Step 4. Assign tasks
One of the most basic and classic ways to start building values is to assign daily and weekly tasks. Clarify the tasks that the child will be responsible for, in exchange for pocket money he will only receive if he completes them well and regularly.
In this way he will understand the value of responsibility and the benefits of constant commitment
Step 5. Encourage your child to play a team sport
If you don't like to play sports, you can look for other activities to do in a group.
Sharing is the most obvious value to convey, but belonging to a team can encourage young people to develop values such as dedication, responsibility and humility
Step 6. Make Tickets
Sit next to your child and make cards for loved ones.

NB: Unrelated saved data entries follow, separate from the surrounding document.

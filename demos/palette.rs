use randomart::{Config, Palette};

const KEY: &[u8] = b"drunken bishop";

fn main() {
    for glyphs in ["SE .o+=*BOX@%&#/^", "SE .:-=+*#%@", "SE ░▒▓█", "SE.x"] {
        let palette = Palette::new(glyphs).unwrap();
        let art = Config::new(11, 7).set_palette(palette).render(KEY).unwrap();
        println!("{glyphs:?}\n{art}\n");
    }
}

They can be thank you cards or greeting cards.
- Thank you cards teach appreciation.
- Greeting cards teach values such as esteem and kindness.
- By making postcards, you will also stimulate creativity.
Step 7. Launch challenges
These are inevitable in the course of life. By encouraging children to face challenges when they are still young, it can instill in them the values and moral principles they will need to overcome the obstacles of adolescence and adulthood.
- Grow a garden. Gardening can be a challenging task, but it can also teach children to be persistent. If you plant trees of edible products, you can teach the child to be self-sufficient.
- More generally, you can encourage your kids not to give up. Encourage a shy child to approach others in the park. Encourage a temperamental child to stay calm and not explode when something is wrong. When children can do something that is difficult for them, praise them.
Step 8. Teach to be considerate of others
Find ways to get children to think about other people's situations and feelings. Many values can be developed and strengthened when a person learns to be empathetic.
- When the child is small, you could flip through a magazine and ask him to identify emotions based on what the pictures show.
- At any age you can play the "friend's game". Put the names of all family members in a hat. Everyone should extract a name at the beginning of the day and find a way to do something nice for his "friend" during the rest of the day.